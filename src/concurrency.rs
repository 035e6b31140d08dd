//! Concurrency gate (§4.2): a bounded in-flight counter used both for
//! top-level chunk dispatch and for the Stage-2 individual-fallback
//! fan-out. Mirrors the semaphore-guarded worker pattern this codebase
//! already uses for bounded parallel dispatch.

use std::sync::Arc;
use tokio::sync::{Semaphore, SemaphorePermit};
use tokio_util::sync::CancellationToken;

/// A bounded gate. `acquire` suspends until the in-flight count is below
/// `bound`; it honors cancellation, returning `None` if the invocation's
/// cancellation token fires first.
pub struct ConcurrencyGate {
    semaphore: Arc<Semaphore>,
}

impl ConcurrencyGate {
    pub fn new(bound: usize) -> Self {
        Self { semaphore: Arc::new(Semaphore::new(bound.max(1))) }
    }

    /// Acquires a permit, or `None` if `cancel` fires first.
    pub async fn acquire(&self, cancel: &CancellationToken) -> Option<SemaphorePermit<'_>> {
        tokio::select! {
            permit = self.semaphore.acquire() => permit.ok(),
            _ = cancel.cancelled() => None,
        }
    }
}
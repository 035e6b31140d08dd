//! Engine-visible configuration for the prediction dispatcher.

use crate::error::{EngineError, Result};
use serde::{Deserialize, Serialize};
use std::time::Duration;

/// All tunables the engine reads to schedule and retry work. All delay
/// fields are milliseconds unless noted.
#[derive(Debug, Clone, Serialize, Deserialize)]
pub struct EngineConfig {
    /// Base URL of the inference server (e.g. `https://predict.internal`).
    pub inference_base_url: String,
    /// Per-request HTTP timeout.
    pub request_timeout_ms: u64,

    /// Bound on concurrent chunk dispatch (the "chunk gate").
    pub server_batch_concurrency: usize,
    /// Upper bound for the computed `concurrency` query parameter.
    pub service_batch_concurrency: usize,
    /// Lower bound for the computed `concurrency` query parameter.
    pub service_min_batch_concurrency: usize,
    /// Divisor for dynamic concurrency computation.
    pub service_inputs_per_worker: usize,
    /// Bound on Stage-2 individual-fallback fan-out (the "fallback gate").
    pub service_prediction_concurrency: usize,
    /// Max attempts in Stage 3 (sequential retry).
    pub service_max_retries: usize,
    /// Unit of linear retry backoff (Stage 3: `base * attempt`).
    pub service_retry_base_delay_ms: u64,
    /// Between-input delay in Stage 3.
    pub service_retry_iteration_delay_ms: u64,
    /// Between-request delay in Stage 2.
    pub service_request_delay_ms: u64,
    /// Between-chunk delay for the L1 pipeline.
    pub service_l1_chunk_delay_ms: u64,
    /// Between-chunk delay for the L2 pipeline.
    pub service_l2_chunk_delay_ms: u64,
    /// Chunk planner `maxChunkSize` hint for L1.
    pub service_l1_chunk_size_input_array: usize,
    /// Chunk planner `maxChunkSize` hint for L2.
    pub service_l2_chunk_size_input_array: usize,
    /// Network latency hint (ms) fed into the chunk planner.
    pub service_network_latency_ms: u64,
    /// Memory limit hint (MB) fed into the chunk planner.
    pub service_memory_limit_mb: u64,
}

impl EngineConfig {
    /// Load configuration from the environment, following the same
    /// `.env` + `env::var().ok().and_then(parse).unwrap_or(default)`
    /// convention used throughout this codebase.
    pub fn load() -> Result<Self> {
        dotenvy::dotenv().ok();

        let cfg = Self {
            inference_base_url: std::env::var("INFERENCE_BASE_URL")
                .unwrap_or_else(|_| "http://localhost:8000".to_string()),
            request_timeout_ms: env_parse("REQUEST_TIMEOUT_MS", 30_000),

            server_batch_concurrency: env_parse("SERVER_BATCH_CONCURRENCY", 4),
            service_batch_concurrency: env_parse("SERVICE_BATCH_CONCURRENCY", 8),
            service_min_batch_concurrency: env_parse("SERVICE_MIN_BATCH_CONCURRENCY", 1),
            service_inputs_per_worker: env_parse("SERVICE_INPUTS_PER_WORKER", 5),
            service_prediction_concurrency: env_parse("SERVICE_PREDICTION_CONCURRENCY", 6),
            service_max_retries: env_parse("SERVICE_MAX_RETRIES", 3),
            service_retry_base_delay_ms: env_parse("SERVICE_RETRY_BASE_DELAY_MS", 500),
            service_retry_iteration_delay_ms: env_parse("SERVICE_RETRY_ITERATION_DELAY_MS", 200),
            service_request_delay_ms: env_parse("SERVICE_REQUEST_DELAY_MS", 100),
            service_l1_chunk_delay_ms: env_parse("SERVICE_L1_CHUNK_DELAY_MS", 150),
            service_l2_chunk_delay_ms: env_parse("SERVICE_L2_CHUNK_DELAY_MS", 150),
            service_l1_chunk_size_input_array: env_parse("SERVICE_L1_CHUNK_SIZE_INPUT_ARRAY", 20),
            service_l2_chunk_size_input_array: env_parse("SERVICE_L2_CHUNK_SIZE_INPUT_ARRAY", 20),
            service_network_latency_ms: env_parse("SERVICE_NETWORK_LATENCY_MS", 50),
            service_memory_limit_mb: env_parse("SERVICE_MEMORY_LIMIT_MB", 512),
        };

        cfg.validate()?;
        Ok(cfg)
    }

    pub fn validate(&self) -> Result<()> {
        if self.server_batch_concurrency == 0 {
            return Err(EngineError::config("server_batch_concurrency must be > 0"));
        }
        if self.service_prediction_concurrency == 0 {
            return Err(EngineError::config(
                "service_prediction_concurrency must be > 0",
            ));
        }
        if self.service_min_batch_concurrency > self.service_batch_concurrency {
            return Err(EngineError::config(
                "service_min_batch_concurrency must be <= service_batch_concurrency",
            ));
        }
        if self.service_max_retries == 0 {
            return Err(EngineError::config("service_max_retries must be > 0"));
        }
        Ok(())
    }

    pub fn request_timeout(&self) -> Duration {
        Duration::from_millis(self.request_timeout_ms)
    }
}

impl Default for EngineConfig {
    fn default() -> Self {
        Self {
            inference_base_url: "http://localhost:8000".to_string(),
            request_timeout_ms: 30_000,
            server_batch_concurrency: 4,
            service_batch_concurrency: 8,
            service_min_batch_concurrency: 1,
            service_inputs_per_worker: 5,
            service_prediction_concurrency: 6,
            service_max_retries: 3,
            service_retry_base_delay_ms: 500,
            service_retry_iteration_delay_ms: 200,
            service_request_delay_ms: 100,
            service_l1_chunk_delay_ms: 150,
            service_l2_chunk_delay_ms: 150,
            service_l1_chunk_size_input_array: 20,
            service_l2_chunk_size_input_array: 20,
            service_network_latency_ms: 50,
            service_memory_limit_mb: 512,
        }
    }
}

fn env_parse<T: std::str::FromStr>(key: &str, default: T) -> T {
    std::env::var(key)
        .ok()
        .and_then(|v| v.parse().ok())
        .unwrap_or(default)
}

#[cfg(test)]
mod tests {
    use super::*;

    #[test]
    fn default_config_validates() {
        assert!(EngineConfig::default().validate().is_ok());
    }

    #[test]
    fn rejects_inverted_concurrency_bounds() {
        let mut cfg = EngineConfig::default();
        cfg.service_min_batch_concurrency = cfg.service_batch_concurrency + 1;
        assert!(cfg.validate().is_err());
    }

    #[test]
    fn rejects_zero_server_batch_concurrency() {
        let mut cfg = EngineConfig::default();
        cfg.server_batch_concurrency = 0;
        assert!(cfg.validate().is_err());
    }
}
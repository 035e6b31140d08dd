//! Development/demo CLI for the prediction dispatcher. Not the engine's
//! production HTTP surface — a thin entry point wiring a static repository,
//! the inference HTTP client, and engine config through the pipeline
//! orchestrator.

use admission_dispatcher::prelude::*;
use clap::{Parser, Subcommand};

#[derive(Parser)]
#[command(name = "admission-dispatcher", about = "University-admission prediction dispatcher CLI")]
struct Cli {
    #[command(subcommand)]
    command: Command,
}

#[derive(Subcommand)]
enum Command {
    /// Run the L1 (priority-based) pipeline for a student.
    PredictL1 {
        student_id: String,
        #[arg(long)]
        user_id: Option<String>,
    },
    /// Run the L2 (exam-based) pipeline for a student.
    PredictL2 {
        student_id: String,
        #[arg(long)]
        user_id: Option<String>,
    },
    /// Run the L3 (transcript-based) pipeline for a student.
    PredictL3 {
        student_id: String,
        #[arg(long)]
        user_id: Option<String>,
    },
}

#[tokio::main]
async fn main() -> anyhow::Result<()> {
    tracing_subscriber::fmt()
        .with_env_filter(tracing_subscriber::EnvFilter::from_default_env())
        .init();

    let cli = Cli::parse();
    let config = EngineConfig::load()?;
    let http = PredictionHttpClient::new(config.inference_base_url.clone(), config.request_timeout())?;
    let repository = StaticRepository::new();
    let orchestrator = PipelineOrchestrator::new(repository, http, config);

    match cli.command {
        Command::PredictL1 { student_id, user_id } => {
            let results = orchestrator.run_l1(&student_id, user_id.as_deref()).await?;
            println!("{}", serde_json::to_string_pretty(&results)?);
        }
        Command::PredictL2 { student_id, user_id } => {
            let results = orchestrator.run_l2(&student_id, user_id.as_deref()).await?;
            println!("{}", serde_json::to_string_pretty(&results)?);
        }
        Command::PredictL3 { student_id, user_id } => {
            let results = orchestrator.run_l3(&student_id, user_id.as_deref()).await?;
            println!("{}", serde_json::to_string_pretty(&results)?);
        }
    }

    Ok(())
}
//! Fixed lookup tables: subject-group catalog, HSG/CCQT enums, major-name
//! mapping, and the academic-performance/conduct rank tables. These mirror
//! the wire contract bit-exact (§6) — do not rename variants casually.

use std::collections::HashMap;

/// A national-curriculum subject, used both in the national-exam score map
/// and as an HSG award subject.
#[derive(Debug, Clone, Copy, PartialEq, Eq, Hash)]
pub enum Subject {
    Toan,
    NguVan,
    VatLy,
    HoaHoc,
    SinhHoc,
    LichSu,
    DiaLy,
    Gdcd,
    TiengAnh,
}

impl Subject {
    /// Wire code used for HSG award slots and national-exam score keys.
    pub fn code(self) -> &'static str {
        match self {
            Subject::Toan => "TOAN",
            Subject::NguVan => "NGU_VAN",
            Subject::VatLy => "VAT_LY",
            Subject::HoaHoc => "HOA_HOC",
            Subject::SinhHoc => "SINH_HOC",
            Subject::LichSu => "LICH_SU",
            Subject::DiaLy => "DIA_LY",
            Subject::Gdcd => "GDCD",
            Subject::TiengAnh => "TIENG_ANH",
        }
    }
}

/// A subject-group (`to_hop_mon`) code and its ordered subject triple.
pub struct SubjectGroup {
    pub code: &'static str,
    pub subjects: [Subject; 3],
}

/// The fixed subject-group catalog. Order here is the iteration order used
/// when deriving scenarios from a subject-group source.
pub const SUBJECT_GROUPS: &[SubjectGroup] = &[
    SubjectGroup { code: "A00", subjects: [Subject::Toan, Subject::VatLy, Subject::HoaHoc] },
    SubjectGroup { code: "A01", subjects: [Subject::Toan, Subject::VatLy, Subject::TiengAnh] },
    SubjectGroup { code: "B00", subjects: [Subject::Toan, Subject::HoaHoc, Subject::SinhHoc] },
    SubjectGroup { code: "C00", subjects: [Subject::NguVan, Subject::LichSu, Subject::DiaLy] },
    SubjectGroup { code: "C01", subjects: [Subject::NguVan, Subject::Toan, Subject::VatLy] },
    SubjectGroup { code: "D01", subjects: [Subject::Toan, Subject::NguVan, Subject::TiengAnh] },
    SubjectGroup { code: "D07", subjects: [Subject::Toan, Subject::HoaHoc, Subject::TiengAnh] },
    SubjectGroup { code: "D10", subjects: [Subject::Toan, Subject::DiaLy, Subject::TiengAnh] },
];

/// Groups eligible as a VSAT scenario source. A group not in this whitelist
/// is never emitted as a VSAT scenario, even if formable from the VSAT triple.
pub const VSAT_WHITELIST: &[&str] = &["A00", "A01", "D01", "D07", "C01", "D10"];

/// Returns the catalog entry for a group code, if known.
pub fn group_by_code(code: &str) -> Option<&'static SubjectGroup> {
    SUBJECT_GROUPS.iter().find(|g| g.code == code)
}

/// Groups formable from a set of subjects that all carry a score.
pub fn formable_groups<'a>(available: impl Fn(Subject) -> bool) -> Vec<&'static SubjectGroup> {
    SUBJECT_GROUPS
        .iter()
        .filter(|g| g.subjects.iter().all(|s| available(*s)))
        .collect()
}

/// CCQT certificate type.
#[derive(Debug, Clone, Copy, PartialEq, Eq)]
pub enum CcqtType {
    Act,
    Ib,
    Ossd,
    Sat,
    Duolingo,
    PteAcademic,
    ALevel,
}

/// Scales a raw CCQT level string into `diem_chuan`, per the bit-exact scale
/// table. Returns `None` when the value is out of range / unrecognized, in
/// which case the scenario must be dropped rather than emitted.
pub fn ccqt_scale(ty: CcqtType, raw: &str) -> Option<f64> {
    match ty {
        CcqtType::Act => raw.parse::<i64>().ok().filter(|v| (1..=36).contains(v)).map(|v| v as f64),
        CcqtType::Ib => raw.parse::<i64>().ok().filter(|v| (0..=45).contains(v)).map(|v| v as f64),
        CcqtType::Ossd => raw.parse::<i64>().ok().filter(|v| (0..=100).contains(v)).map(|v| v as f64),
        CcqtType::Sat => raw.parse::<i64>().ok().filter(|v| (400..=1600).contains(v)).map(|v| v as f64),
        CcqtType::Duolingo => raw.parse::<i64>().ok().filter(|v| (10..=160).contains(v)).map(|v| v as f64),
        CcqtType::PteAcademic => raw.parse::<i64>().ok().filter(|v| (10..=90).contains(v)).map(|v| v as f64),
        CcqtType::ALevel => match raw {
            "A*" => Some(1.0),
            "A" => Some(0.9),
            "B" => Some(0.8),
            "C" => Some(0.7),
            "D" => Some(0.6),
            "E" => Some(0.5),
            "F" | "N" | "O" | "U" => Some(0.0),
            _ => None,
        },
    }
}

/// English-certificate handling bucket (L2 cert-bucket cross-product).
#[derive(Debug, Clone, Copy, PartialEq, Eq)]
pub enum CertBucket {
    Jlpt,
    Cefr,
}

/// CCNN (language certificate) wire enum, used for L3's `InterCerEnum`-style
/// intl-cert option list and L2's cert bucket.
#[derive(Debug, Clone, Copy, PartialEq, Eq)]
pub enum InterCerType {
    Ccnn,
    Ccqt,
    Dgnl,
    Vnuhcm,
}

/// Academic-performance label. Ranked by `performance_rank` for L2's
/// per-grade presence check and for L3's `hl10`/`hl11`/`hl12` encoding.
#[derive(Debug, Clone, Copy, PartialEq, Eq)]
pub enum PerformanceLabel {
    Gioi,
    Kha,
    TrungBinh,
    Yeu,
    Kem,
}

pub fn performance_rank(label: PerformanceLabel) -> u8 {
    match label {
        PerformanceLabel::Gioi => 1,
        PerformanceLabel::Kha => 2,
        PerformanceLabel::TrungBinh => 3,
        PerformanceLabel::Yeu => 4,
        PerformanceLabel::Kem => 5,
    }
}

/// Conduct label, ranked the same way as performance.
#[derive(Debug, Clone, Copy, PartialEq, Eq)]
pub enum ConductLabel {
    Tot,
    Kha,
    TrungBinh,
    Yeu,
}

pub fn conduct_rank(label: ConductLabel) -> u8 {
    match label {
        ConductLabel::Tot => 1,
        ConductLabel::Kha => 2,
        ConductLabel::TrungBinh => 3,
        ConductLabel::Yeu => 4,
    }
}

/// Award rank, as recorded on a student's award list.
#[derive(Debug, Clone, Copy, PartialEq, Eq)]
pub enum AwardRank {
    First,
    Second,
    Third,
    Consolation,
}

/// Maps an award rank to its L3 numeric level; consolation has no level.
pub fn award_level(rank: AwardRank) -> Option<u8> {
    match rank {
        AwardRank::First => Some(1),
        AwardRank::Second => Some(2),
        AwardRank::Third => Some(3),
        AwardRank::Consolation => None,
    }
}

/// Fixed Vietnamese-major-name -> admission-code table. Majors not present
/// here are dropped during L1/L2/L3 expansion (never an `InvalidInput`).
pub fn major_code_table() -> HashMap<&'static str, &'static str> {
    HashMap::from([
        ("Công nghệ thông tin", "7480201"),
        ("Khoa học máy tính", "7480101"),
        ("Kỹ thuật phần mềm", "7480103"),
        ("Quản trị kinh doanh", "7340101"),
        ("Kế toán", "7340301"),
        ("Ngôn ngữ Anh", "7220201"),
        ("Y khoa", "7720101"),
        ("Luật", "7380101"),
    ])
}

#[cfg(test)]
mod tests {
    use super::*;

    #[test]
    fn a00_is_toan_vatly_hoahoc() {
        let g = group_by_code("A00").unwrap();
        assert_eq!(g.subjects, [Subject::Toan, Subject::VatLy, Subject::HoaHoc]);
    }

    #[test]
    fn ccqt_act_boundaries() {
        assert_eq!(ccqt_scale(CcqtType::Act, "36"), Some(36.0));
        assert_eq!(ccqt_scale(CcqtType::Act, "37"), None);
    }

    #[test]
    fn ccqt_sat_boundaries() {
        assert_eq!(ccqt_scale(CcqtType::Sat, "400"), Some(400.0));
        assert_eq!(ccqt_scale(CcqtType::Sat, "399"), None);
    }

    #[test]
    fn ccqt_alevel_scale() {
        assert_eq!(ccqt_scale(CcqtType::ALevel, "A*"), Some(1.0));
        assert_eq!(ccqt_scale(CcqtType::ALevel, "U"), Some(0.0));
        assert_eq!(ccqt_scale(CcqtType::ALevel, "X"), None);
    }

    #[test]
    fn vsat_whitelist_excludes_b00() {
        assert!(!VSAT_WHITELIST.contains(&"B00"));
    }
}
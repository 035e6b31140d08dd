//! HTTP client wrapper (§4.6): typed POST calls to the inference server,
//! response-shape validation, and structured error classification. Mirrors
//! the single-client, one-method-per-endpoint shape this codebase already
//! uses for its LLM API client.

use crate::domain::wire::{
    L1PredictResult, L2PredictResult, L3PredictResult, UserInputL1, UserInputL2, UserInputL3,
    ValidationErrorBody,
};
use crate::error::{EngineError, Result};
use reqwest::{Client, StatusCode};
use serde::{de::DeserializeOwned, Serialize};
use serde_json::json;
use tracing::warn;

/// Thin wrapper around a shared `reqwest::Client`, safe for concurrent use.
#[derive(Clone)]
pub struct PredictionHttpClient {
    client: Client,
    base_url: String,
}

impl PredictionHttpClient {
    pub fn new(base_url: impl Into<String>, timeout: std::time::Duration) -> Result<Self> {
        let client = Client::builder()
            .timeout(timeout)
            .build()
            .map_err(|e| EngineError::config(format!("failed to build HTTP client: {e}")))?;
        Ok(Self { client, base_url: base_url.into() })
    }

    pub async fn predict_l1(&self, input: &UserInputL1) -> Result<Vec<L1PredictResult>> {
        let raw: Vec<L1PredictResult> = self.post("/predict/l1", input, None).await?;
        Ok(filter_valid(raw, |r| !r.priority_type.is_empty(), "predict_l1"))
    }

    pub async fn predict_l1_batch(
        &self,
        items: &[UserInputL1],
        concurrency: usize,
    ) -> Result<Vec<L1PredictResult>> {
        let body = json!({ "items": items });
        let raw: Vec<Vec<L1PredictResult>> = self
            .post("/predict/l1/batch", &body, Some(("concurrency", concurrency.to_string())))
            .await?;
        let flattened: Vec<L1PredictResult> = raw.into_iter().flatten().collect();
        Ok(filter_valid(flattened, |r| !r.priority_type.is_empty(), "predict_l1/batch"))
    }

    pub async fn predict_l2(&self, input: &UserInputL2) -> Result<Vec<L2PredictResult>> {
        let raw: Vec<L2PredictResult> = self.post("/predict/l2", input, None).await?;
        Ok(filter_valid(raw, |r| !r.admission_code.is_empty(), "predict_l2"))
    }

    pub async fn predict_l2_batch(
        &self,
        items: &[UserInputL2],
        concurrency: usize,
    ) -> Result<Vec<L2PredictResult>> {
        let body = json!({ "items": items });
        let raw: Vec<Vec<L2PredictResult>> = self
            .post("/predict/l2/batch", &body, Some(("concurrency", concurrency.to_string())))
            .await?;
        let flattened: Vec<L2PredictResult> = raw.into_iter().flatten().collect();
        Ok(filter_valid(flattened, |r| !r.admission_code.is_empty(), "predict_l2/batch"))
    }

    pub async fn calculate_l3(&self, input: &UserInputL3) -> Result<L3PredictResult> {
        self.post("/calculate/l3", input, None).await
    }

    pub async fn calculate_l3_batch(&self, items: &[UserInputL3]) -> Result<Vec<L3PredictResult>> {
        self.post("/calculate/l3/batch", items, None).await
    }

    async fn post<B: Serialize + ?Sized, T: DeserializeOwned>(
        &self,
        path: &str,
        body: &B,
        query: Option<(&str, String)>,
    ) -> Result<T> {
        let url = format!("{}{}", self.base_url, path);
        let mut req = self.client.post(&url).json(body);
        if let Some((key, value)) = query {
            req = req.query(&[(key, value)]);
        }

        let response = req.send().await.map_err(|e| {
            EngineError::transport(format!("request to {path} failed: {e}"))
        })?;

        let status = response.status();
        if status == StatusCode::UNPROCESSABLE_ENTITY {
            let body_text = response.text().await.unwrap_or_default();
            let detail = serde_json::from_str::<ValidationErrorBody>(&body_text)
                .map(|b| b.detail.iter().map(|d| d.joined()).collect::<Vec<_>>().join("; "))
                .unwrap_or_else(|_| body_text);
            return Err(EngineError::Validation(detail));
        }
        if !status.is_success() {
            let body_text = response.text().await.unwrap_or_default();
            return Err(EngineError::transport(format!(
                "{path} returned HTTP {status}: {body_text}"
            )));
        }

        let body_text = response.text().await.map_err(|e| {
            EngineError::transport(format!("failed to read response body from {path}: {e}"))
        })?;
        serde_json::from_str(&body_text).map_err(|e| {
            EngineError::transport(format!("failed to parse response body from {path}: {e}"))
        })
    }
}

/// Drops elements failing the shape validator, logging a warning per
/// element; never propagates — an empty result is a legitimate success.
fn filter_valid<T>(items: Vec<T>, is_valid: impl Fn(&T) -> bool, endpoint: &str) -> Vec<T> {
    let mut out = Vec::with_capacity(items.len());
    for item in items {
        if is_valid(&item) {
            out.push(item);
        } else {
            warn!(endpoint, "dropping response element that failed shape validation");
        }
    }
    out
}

§

■ **Prompt**
When the word "ConductLabel" appears in a line of the listing, pull that line out.

■ **Solved exercise**
pub enum ConductLabel {
pub fn conduct_rank(label: ConductLabel) -> u8 {
        ConductLabel::Tot => 1,
        ConductLabel::Kha => 2,
        ConductLabel::TrungBinh => 3,
        ConductLabel::Yeu => 4,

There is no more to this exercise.